▶ [Collected data entries]:
----------------------------------------
//! Membership purchases and the account membership view.

use chrono::{DateTime, Duration, Utc};
use ironhouse_integration_tests::TestContext;
use ironhouse_integration_tests::stub_backend::{
    MEMBER_EMAIL, MONTHLY_PLAN_ID, RETIRED_PLAN_ID, VALID_SIGNATURE,
};
use reqwest::{Response, StatusCode};
use serde_json::{Value, json};

const PAYMENT_ID: &str = "pay_3kV9mQ2wXr7Ln";

fn time(value: &Value) -> DateTime<Utc> {
    serde_json::from_value(value.clone()).expect("timestamp")
}

async fn member() -> TestContext {
    let ctx = TestContext::new().await;
    assert_eq!(ctx.login(MEMBER_EMAIL).await.status(), StatusCode::OK);
    ctx
}

/// Start a plan checkout and return the payment order ID.
async fn start_plan(ctx: &TestContext, plan_id: &str) -> String {
    let resp = ctx
        .post_json("/api/checkout/plan", &json!({ "plan_id": plan_id }))
        .await;
    assert_eq!(resp.status(), StatusCode::OK);
    let intent: Value = resp.json().await.expect("intent body");
    intent["order_id"].as_str().expect("order id").to_string()
}

async fn confirm_plan(ctx: &TestContext, order_id: &str) -> Response {
    ctx.post_json(
        "/api/checkout/plan/confirm",
        &json!({
            "order_id": order_id,
            "payment_id": PAYMENT_ID,
            "signature": VALID_SIGNATURE,
        }),
    )
    .await
}

#[tokio::test]
async fn test_membership_view_requires_login() {
    let ctx = TestContext::new().await;
    let resp = ctx
        .client
        .get(ctx.url("/api/account/membership"))
        .send()
        .await
        .expect("membership request");
    assert_eq!(resp.status(), StatusCode::UNAUTHORIZED);
}

#[tokio::test]
async fn test_renewal_starts_when_current_membership_ends() {
    let ctx = member().await;
    let current_end = ctx.backend.data().memberships[0].ends_at;

    let resp = ctx
        .post_json("/api/checkout/plan", &json!({ "plan_id": MONTHLY_PLAN_ID }))
        .await;
    assert_eq!(resp.status(), StatusCode::OK);
    let intent: Value = resp.json().await.expect("intent body");
    assert_eq!(intent["amount"], 149_900);
    assert_eq!(intent["currency"], "INR");
    let order_id = intent["order_id"].as_str().expect("order id");

    let resp = confirm_plan(&ctx, order_id).await;
    assert_eq!(resp.status(), StatusCode::CREATED);
    let membership: Value = resp.json().await.expect("membership body");
    assert_eq!(time(&membership["startsAt"]), current_end);
    assert_eq!(time(&membership["endsAt"]), current_end + Duration::days(30));
    assert_eq!(membership["paymentId"], PAYMENT_ID);

    let summary = ctx.get_json("/api/account/membership").await;
    assert_eq!(time(&summary["active"]["ends_at"]), current_end);
    let history = summary["history"].as_array().expect("history");
    assert_eq!(history.len(), 2);
    assert_eq!(history[0]["status"], "upcoming");
    assert_eq!(history[1]["status"], "active");
}

#[tokio::test]
async fn test_paid_plan_survives_failed_subscription() {
    let ctx = member().await;
    ctx.backend.data().failing_subscriptions = 1;
    let order_id = start_plan(&ctx, MONTHLY_PLAN_ID).await;

    let resp = confirm_plan(&ctx, &order_id).await;
    assert_eq!(resp.status(), StatusCode::BAD_GATEWAY);
    {
        let data = ctx.backend.data();
        assert_eq!(data.verify_calls, 1);
        assert_eq!(data.subscribe_calls, 1);
        assert_eq!(data.memberships.len(), 1);
    }

    // The paid checkout is neither dropped by cancel nor replaced.
    let resp = ctx
        .client
        .post(ctx.url("/api/checkout/cancel"))
        .send()
        .await
        .expect("cancel request");
    assert_eq!(resp.status(), StatusCode::NO_CONTENT);
    let resp = ctx
        .post_json("/api/checkout/plan", &json!({ "plan_id": MONTHLY_PLAN_ID }))
        .await;
    assert_eq!(resp.status(), StatusCode::CONFLICT);

    let resp = confirm_plan(&ctx, &order_id).await;
    assert_eq!(resp.status(), StatusCode::CREATED);
    let data = ctx.backend.data();
    assert_eq!(data.verify_calls, 1);
    assert_eq!(data.subscribe_calls, 2);
    assert_eq!(data.memberships.len(), 2);
    assert_eq!(data.memberships[1].payment_id.as_deref(), Some(PAYMENT_ID));
}

#[tokio::test]
async fn test_membership_outage_stops_confirm_before_payment_is_verified() {
    let ctx = member().await;
    let order_id = start_plan(&ctx, MONTHLY_PLAN_ID).await;
    ctx.backend.data().fail_membership_reads = true;

    let resp = confirm_plan(&ctx, &order_id).await;
    assert_eq!(resp.status(), StatusCode::BAD_GATEWAY);
    assert_eq!(ctx.backend.data().verify_calls, 0);
    assert_eq!(ctx.backend.data().subscribe_calls, 0);

    ctx.backend.data().fail_membership_reads = false;
    let resp = confirm_plan(&ctx, &order_id).await;
    assert_eq!(resp.status(), StatusCode::CREATED);
    assert_eq!(ctx.backend.data().verify_calls, 1);
}

#[tokio::test]
async fn test_retired_plan_cannot_be_bought() {
    let ctx = member().await;
    let resp = ctx
        .post_json("/api/checkout/plan", &json!({ "plan_id": RETIRED_PLAN_ID }))
        .await;
    assert_eq!(resp.status(), StatusCode::CONFLICT);
    assert!(ctx.backend.data().payment_orders.is_empty());
}
//! Admin back-office API. Every handler takes [`RequireAdmin`].

pub mod catalog;
pub mod discounts;
pub mod resources;

use axum::{
    Json, Router,
    extract::State,
    routing::{get, post, put},
};
use tracing::instrument;

use crate::backend::Order;
use crate::error::Result;
use crate::middleware::RequireAdmin;
use crate::services::{DashboardService, DashboardSummary};
use crate::state::AppState;

/// `GET /api/admin/dashboard`
#[instrument(skip(state, admin), fields(admin_id = %admin.id))]
pub async fn dashboard(
    State(state): State<AppState>,
    RequireAdmin(admin): RequireAdmin,
) -> Result<Json<DashboardSummary>> {
    let summary = DashboardService::new(state.backend(), state.config().checkout.currency)
        .summary(&admin.token)
        .await?;
    Ok(Json(summary))
}

/// `GET /api/admin/orders` - newest first.
#[instrument(skip(state, admin), fields(admin_id = %admin.id))]
pub async fn orders(
    State(state): State<AppState>,
    RequireAdmin(admin): RequireAdmin,
) -> Result<Json<Vec<Order>>> {
    let mut orders = state.backend().get_all_orders(&admin.token).await?;
    orders.sort_by(|a, b| b.created_at.cmp(&a.created_at));
    Ok(Json(orders))
}

/// Create the admin routes router (mounted at `/api/admin`).
pub fn admin_routes() -> Router<AppState> {
    Router::new()
        .route("/dashboard", get(dashboard))
        .route("/orders", get(orders))
        .route("/discounts", get(discounts::index).post(discounts::create))
        .route(
            "/discounts/{id}",
            put(discounts::update).delete(discounts::delete),
        )
        .route("/resources", get(resources::index).post(resources::create))
        .route(
            "/resources/{id}",
            put(resources::update).delete(resources::delete),
        )
        .route("/products", post(catalog::create_product))
        .route(
            "/products/{id}",
            put(catalog::update_product).delete(catalog::delete_product),
        )
        .route("/plans", post(catalog::create_plan))
        .route(
            "/plans/{id}",
            put(catalog::update_plan).delete(catalog::delete_plan),
        )
}
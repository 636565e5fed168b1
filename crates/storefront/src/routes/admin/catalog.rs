//! Product and membership plan management.
//!
//! Every write goes through [`GymApiClient`](crate::backend::GymApiClient),
//! which drops the affected catalog cache entries.

use axum::{
    Json,
    extract::{Path, State},
    http::StatusCode,
};
use ironhouse_core::{PlanId, ProductId};
use rust_decimal::Decimal;
use tracing::instrument;

use crate::backend::{MembershipPlan, PlanInput, Product, ProductInput};
use crate::error::{AppError, Result};
use crate::middleware::RequireAdmin;
use crate::state::AppState;

const MAX_NAME_LENGTH: usize = 200;

fn validate_name(name: &str) -> std::result::Result<String, String> {
    let name = name.trim();
    if name.is_empty() || name.chars().count() > MAX_NAME_LENGTH {
        return Err("name must be 1-200 characters".to_string());
    }
    Ok(name.to_string())
}

/// # Errors
///
/// Returns a message describing the first problem found.
pub fn validate_product(mut input: ProductInput) -> std::result::Result<ProductInput, String> {
    input.name = validate_name(&input.name)?;
    if input.price < Decimal::ZERO {
        return Err("price cannot be negative".to_string());
    }
    input.category = input
        .category
        .map(|c| c.trim().to_string())
        .filter(|c| !c.is_empty());
    Ok(input)
}

/// # Errors
///
/// Returns a message describing the first problem found.
pub fn validate_plan(mut input: PlanInput) -> std::result::Result<PlanInput, String> {
    input.name = validate_name(&input.name)?;
    if input.price <= Decimal::ZERO {
        return Err("price must be positive".to_string());
    }
    if input.duration_days == 0 {
        return Err("duration must be at least one day".to_string());
    }
    input.features.retain(|f| !f.trim().is_empty());
    Ok(input)
}

// =============================================================================
// Products
// =============================================================================

/// `POST /api/admin/products`
#[instrument(skip(state, admin, input), fields(admin_id = %admin.id))]
pub async fn create_product(
    State(state): State<AppState>,
    RequireAdmin(admin): RequireAdmin,
    Json(input): Json<ProductInput>,
) -> Result<(StatusCode, Json<Product>)> {
    let input = validate_product(input).map_err(AppError::BadRequest)?;
    let product = state.backend().create_product(&admin.token, &input).await?;
    Ok((StatusCode::CREATED, Json(product)))
}

/// `PUT /api/admin/products/{id}`
#[instrument(skip(state, admin, input), fields(admin_id = %admin.id))]
pub async fn update_product(
    State(state): State<AppState>,
    RequireAdmin(admin): RequireAdmin,
    Path(id): Path<ProductId>,
    Json(input): Json<ProductInput>,
) -> Result<Json<Product>> {
    let input = validate_product(input).map_err(AppError::BadRequest)?;
    Ok(Json(
        state
            .backend()
            .update_product(&admin.token, &id, &input)
            .await?,
    ))
}

/// `DELETE /api/admin/products/{id}`
#[instrument(skip(state, admin), fields(admin_id = %admin.id))]
pub async fn delete_product(
    State(state): State<AppState>,
    RequireAdmin(admin): RequireAdmin,
    Path(id): Path<ProductId>,
) -> Result<StatusCode> {
    state.backend().delete_product(&admin.token, &id).await?;
    Ok(StatusCode::NO_CONTENT)
}

// =============================================================================
// Plans
// =============================================================================

/// `POST /api/admin/plans`
#[instrument(skip(state, admin, input), fields(admin_id = %admin.id))]
pub async fn create_plan(
    State(state): State<AppState>,
    RequireAdmin(admin): RequireAdmin,
    Json(input): Json<PlanInput>,
) -> Result<(StatusCode, Json<MembershipPlan>)> {
    let input = validate_plan(input).map_err(AppError::BadRequest)?;
    let plan = state.backend().create_plan(&admin.token, &input).await?;
    Ok((StatusCode::CREATED, Json(plan)))
}

/// `PUT /api/admin/plans/{id}`
#[instrument(skip(state, admin, input), fields(admin_id = %admin.id))]
pub async fn update_plan(
    State(state): State<AppState>,
    RequireAdmin(admin): RequireAdmin,
    Path(id): Path<PlanId>,
    Json(input): Json<PlanInput>,
) -> Result<Json<MembershipPlan>> {
    let input = validate_plan(input).map_err(AppError::BadRequest)?;
    Ok(Json(
        state.backend().update_plan(&admin.token, &id, &input).await?,
    ))
}

/// `DELETE /api/admin/plans/{id}`
#[instrument(skip(state, admin), fields(admin_id = %admin.id))]
pub async fn delete_plan(
    State(state): State<AppState>,
    RequireAdmin(admin): RequireAdmin,
    Path(id): Path<PlanId>,
) -> Result<StatusCode> {
    state.backend().delete_plan(&admin.token, &id).await?;
    Ok(StatusCode::NO_CONTENT)
}

#[cfg(test)]
#[allow(clippy::unwrap_used)]
mod tests {
    use super::*;

    #[test]
    fn test_product_validation() {
        let input = ProductInput {
            name: "  Resistance Bands ".to_string(),
            description: String::new(),
            price: Decimal::new(799, 0),
            category: Some("   ".to_string()),
            stock: 40,
            image_url: None,
            is_active: true,
        };
        let valid = validate_product(input.clone()).unwrap();
        assert_eq!(valid.name, "Resistance Bands");
        assert_eq!(valid.category, None);

        let negative = ProductInput {
            price: Decimal::new(-1, 0),
            ..input.clone()
        };
        assert!(validate_product(negative).is_err());

        let unnamed = ProductInput {
            name: " ".to_string(),
            ..input
        };
        assert!(validate_product(unnamed).is_err());
    }

    #[test]
    fn test_plan_validation() {
        let input = PlanInput {
            name: "Quarterly".to_string(),
            description: String::new(),
            price: Decimal::new(4500, 0),
            duration_days: 90,
            features: vec!["Locker".to_string(), " ".to_string()],
            is_active: true,
        };
        assert_eq!(validate_plan(input.clone()).unwrap().features, vec!["Locker"]);

        let zero_days = PlanInput {
            duration_days: 0,
            ..input.clone()
        };
        assert!(validate_plan(zero_days).is_err());

        let free = PlanInput {
            price: Decimal::ZERO,
            ..input
        };
        assert!(validate_plan(free).is_err());
    }
}
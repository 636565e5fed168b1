//! Wire types for the gym REST backend.
//!
//! The backend speaks camelCase JSON and its documents carry either `id` or
//! `_id`. Anything that needs business rules is converted into
//! `ironhouse_core` types before use.

use chrono::{DateTime, Utc};
use ironhouse_core::booking::{Availability, BookingSlot, ExistingBooking};
use ironhouse_core::cart::{Cart, CartLine};
use ironhouse_core::discount::{DiscountCode, DiscountError, DiscountKind, DiscountRule};
use ironhouse_core::membership::MembershipPeriod;
use ironhouse_core::{
    BookingId, BookingStatus, CurrencyCode, DiscountId, LockId, OrderId, OrderStatus,
    PaymentOrderId, PlanId, Price, ProductId, ResourceId, ResourceKind, TrainerId, UserId,
    UserRole,
};
use rust_decimal::Decimal;
use serde::{Deserialize, Serialize};

const fn default_true() -> bool {
    true
}

// =============================================================================
// Catalog
// =============================================================================

/// A shop product.
#[derive(Debug, Clone, PartialEq, Eq, Serialize, Deserialize)]
#[serde(rename_all = "camelCase")]
pub struct Product {
    #[serde(alias = "_id")]
    pub id: ProductId,
    pub name: String,
    #[serde(default)]
    pub description: String,
    pub price: Decimal,
    #[serde(default)]
    pub category: Option<String>,
    #[serde(default)]
    pub stock: u32,
    #[serde(default, alias = "image")]
    pub image_url: Option<String>,
    #[serde(default = "default_true")]
    pub is_active: bool,
    #[serde(default)]
    pub created_at: Option<DateTime<Utc>>,
}

impl Product {
    #[must_use]
    pub const fn unit_price(&self, currency: CurrencyCode) -> Price {
        Price::new(self.price, currency)
    }

    /// Whether the product can be put in a cart at all.
    #[must_use]
    pub const fn is_purchasable(&self) -> bool {
        self.is_active && self.stock > 0
    }

    /// A cart line for `quantity` units at the current price and stock.
    #[must_use]
    pub fn cart_line(&self, quantity: u32, currency: CurrencyCode) -> CartLine {
        CartLine {
            product_id: self.id.clone(),
            name: self.name.clone(),
            unit_price: self.unit_price(currency),
            quantity,
            max_stock: Some(self.stock),
            image_url: self.image_url.clone(),
        }
    }
}

/// A membership tariff plan.
#[derive(Debug, Clone, PartialEq, Eq, Serialize, Deserialize)]
#[serde(rename_all = "camelCase")]
pub struct MembershipPlan {
    #[serde(alias = "_id")]
    pub id: PlanId,
    pub name: String,
    #[serde(default)]
    pub description: String,
    pub price: Decimal,
    pub duration_days: u32,
    #[serde(default)]
    pub features: Vec<String>,
    #[serde(default = "default_true")]
    pub is_active: bool,
}

/// A membership a user holds or has held.
#[derive(Debug, Clone, PartialEq, Eq, Serialize, Deserialize)]
#[serde(rename_all = "camelCase")]
pub struct Membership {
    #[serde(alias = "_id")]
    pub id: String,
    pub user_id: UserId,
    pub plan_id: PlanId,
    #[serde(default)]
    pub plan_name: Option<String>,
    pub starts_at: DateTime<Utc>,
    pub ends_at: DateTime<Utc>,
    #[serde(default)]
    pub payment_id: Option<String>,
}

impl Membership {
    #[must_use]
    pub const fn period(&self) -> MembershipPeriod {
        MembershipPeriod {
            starts_at: self.starts_at,
            ends_at: self.ends_at,
        }
    }
}

/// Trainer working hours as sent by the backend.
#[derive(Debug, Clone, Copy, PartialEq, Eq, Serialize, Deserialize)]
#[serde(rename_all = "camelCase")]
pub struct WorkingHours {
    pub start_hour: u32,
    pub end_hour: u32,
}

impl From<WorkingHours> for Availability {
    fn from(hours: WorkingHours) -> Self {
        Self {
            start_hour: hours.start_hour,
            end_hour: hours.end_hour,
        }
    }
}

/// A personal trainer.
#[derive(Debug, Clone, PartialEq, Eq, Serialize, Deserialize)]
#[serde(rename_all = "camelCase")]
pub struct Trainer {
    #[serde(alias = "_id")]
    pub id: TrainerId,
    pub name: String,
    #[serde(default)]
    pub specialty: Option<String>,
    #[serde(default)]
    pub bio: Option<String>,
    #[serde(default, alias = "image")]
    pub image_url: Option<String>,
    #[serde(default)]
    pub hourly_rate: Option<Decimal>,
    #[serde(default)]
    pub availability: Option<WorkingHours>,
}

/// A personal-training booking.
#[derive(Debug, Clone, PartialEq, Eq, Serialize, Deserialize)]
#[serde(rename_all = "camelCase")]
pub struct Booking {
    #[serde(alias = "_id")]
    pub id: BookingId,
    pub trainer_id: TrainerId,
    #[serde(default)]
    pub trainer_name: Option<String>,
    pub user_id: UserId,
    pub starts_at: DateTime<Utc>,
    pub duration_minutes: u32,
    #[serde(default)]
    pub status: BookingStatus,
    #[serde(default)]
    pub notes: Option<String>,
}
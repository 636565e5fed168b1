//! Types the storefront keeps in the session.

pub mod session;

pub use session::{CurrentUser, HeldLock, PendingCheckout, PendingPlanCheckout, keys as session_keys};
----------------------------------------
How many of the lines above hold the word "MembershipPlan"? State that number and nothing else.

▶ [ANSWER TO THE EXERCISE]: 4